You don't manage any of this. The MicroScheduler handles VRAM placement, eviction priority, and automatic reload.
The Aitherium Toolchain
There are three ways to use your GPU with Aitherium, and they layer on top of each other:
1. AitherShell — Talk to Your GPU
The fastest path. An interactive terminal that connects to your local models — like Claude Code is to Claude, AitherShell is to AitherOS.
# Install (standalone binary)
npm install -g @aitherium/aithershell
# Use it
aither # Interactive REPL
aither "explain this error log" # Single query
aither --effort 8 "deep security audit" # Force reasoning model
aither --will lyra "write a poem" # Switch persona
echo "data" | aither --print # Pipe mode for scripts
aither run deploy-check.aither # Run script files
AitherShell auto-detects vLLM/Ollama on your machine and routes to the right model based on effort level. It supports non-blocking input (type while it's generating to steer the response), script files with variables and control flow, and a plugin system — drop a .yaml or .py file in ~/.aither/plugins/ and you have a new command.
Also available as a web terminal on port 3001 when running the full platform, or as a Python fallback (pip install aithershell → aither-py).
2. Aither ADK — Build Agent Fleets
The developer SDK. Build multi-agent systems in Python with 3 lines of code.
pip install aither-adk
adk quickstart # Auto-detect GPU, pull models, configure backends
Single agent:
from adk import AitherAgent
agent = AitherAgent("aither") # Auto-detects vLLM/Ollama
response = await agent.chat("Review this PR for security issues")
Fleet mode — multiple agents collaborating:
from adk.fleet import load_fleet
fleet = load_fleet(agent_names=["aither", "lyra", "demiurge", "hydra"])
orchestrator = fleet.get_orchestrator()
# Aither delegates to hydra for code review, athena for security
response = await orchestrator.chat("Audit the auth module")

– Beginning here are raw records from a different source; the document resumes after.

use std::{
    fs::{self, File},
    io::{self, BufWriter, Write},
    path::{Path, PathBuf},
};

use common::LaneOutput;
use tracing::{debug, info};

use crate::temp_file;

const OUTPUT_PREFIX: &str = "mr-out-";

pub fn output_name(lane: usize) -> String {
    format!("{OUTPUT_PREFIX}{lane}")
}

fn write_lane(path: &Path, output: &LaneOutput) -> io::Result<()> {
    let mut writer = BufWriter::new(File::create(path)?);
    for group in &output.groups {
        writeln!(writer, "{}", group)?;
    }
    writer.flush()
}

/// Writes one `mr-out-{lane}` file per lane into `dir`.
///
/// Every lane goes to a temp file first; the final names only appear once all
/// lanes are on disk, and a failed rename removes this call's files again.
/// Output files left from an earlier run with more lanes are removed so the
/// directory always holds exactly this run's output.
pub fn write_outputs(dir: &Path, outputs: &[LaneOutput]) -> io::Result<Vec<PathBuf>> {
    fs::create_dir_all(dir)?;

    let mut staged = Vec::with_capacity(outputs.len());
    for output in outputs {
        let tmp = temp_file(dir);
        if let Err(err) = write_lane(&tmp, output) {
            let _ = fs::remove_file(&tmp);
            for (tmp, _) in &staged {
                let _ = fs::remove_file(tmp);
            }
            return Err(err);
        }
        staged.push((tmp, dir.join(output_name(output.lane))));
    }

    let mut written = Vec::with_capacity(staged.len());
    let mut pending = staged.into_iter();
    while let Some((tmp, dest)) = pending.next() {
        if let Err(err) = fs::rename(&tmp, &dest) {
            let _ = fs::remove_file(&tmp);
            for (tmp, _) in pending {
                let _ = fs::remove_file(tmp);
            }
            // never leave lanes of two different runs side by side
            for dest in &written {
                let _ = fs::remove_file(dest);
            }
            return Err(err);
        }
        debug!("wrote {}", dest.display());
        written.push(dest);
    }

    for entry in fs::read_dir(dir)? {
        let path = entry?.path();
        let stale = path
            .file_name()
            .and_then(|name| name.to_str())
            .and_then(|name| name.strip_prefix(OUTPUT_PREFIX))
            .and_then(|lane| lane.parse::<usize>().ok())
            .map_or(false, |lane| lane >= outputs.len());
        if stale {
            info!("removing stale output {}", path.display());
            fs::remove_file(&path)?;
        }
    }

    Ok(written)
}
use std::{
    fmt,
    panic::{self, AssertUnwindSafe},
};

use tracing::debug;

use crate::{
    error::LaneError, panic_message, reduce::AnagramGroup, record::Record, sort::KeyGroup,
    workload::Workload,
};

/// Where a lane is in its life. Only ever moves forward.
#[derive(Debug, Clone, Copy, PartialEq, Eq, PartialOrd, Ord, Hash)]
pub enum LaneState {
    Collecting,
    Combining,
    Sorting,
    Reducing,
    Done,
}

impl LaneState {
    pub fn next(self) -> Option<Self> {
        match self {
            Self::Collecting => Some(Self::Combining),
            Self::Combining => Some(Self::Sorting),
            Self::Sorting => Some(Self::Reducing),
            Self::Reducing => Some(Self::Done),
            Self::Done => None,
        }
    }
}

impl fmt::Display for LaneState {
    fn fmt(&self, f: &mut fmt::Formatter<'_>) -> fmt::Result {
        let name = match self {
            Self::Collecting => "collecting",
            Self::Combining => "combining",
            Self::Sorting => "sorting",
            Self::Reducing => "reducing",
            Self::Done => "done",
        };
        f.write_str(name)
    }
}

/// What a lane hands back once it reaches [`LaneState::Done`].
#[derive(Debug, Clone, PartialEq, Eq)]
pub struct LaneOutput {
    pub lane: usize,
    /// Records received while collecting.
    pub collected: usize,
    /// Records left after the combiner.
    pub combined: usize,
    /// Groups in ascending key order.
    pub groups: Vec<AnagramGroup>,
}

/// One worker's slice of the key space and the records it owns.
///
/// A lane that failed is poisoned: every further step returns the original
/// failure. Recovery means building a fresh lane from the same input.
#[derive(Debug)]
pub struct Lane {
    index: usize,
    state: LaneState,
    workload: Workload,
    buffer: Vec<Record>,
    groups: Vec<KeyGroup>,
    collected: usize,
    combined: usize,
    failure: Option<LaneError>,
}

impl Lane {
    pub fn new(index: usize, workload: Workload) -> Self {
        Self {
            index,
            state: LaneState::Collecting,
            workload,
            buffer: Vec::new(),
            groups: Vec::new(),
            collected: 0,
            combined: 0,
            failure: None,
        }
    }

    pub fn index(&self) -> usize {
        self.index
    }

    pub fn state(&self) -> LaneState {
        self.state
    }

    pub fn collect<I>(&mut self, records: I) -> Result<(), LaneError>
    where
        I: IntoIterator<Item = Record>,
    {
        self.check(LaneState::Collecting)?;
        let before = self.buffer.len();
        self.buffer.extend(records);
        self.collected += self.buffer.len() - before;
        Ok(())
    }

    pub fn combine(&mut self) -> Result<(), LaneError> {
        self.advance(LaneState::Combining)?;
        let combine = self.workload.combine;
        let buffer = std::mem::take(&mut self.buffer);
        self.buffer = self.guarded(move || combine(buffer))?;
        self.combined = self.buffer.len();
        debug!(
            lane = self.index,
            collected = self.collected,
            combined = self.combined,
            "lane combined"
        );
        Ok(())
    }

    pub fn sort(&mut self) -> Result<(), LaneError> {
        self.advance(LaneState::Sorting)?;
        let Workload {
            sort_cmp, group_eq, ..
        } = self.workload;
        let mut buffer = std::mem::take(&mut self.buffer);
        self.groups = self.guarded(move || {
            crate::sort::sort_records(&mut buffer, sort_cmp);
            crate::sort::group_sorted(buffer, group_eq)
        })?;
        debug!(lane = self.index, keys = self.groups.len(), "lane sorted");
        Ok(())
    }

    pub fn reduce(&mut self) -> Result<Vec<AnagramGroup>, LaneError> {
        self.advance(LaneState::Reducing)?;
        let reduce = self.workload.reduce;
        let groups = std::mem::take(&mut self.groups);
        let output = self.guarded(move || {
            groups
                .into_iter()
                .filter_map(|group| reduce(&group.key, group.words))
                .collect::<Vec<_>>()
        })?;
        self.advance(LaneState::Done)?;
        debug!(lane = self.index, groups = output.len(), "lane reduced");
        Ok(output)
    }

    /// Drives the lane from wherever collection left it to [`LaneState::Done`].
    pub fn run(mut self) -> Result<LaneOutput, LaneError> {
        self.combine()?;
        self.sort()?;
        let groups = self.reduce()?;
        Ok(LaneOutput {
            lane: self.index,
            collected: self.collected,
            combined: self.combined,
            groups,
        })
    }

    fn check(&self, expected: LaneState) -> Result<(), LaneError> {
        if let Some(failure) = &self.failure {
            return Err(failure.clone());
        }
        if self.state != expected {
            return Err(LaneError::InvalidTransition {
                lane: self.index,
                from: self.state,
                to: expected,
            });
        }
        Ok(())
    }

    fn advance(&mut self, to: LaneState) -> Result<(), LaneError> {
        if let Some(failure) = &self.failure {
            return Err(failure.clone());
        }
        if self.state.next() != Some(to) {
            return Err(LaneError::InvalidTransition {
                lane: self.index,
                from: self.state,
                to,
            });
        }
        self.state = to;
        Ok(())
    }

    fn guarded<T>(&mut self, step: impl FnOnce() -> T) -> Result<T, LaneError> {
        panic::catch_unwind(AssertUnwindSafe(step)).map_err(|payload| {
            let err = LaneError::Failed {
                lane: self.index,
                stage: self.state,
                reason: panic_message(payload),
            };
            self.failure = Some(err.clone());
            err
        })
    }
}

Serve as an OpenAI-compatible API:
adk-serve --agents aither,lyra,demiurge,hydra --port 8080
# Drop-in replacement for any OpenAI client
curl http://localhost:8080/v1/chat/completions \
-d '{"model":"aither","messages":[{"role":"user","content":"hello"}]}'
Runtime backend switching — swap LLM providers mid-session, no restart:
adk backend set anthropic # Switch primary to Claude
adk backend set-reasoning deepseek # Route effort 7+ to DeepSeek
adk backend list # Show all detected backends
No GPU? No problem. Set an API key and your agents use cloud inference. Have a GPU? They auto-detect it. Both? They route intelligently — local for fast tasks, cloud for deep reasoning.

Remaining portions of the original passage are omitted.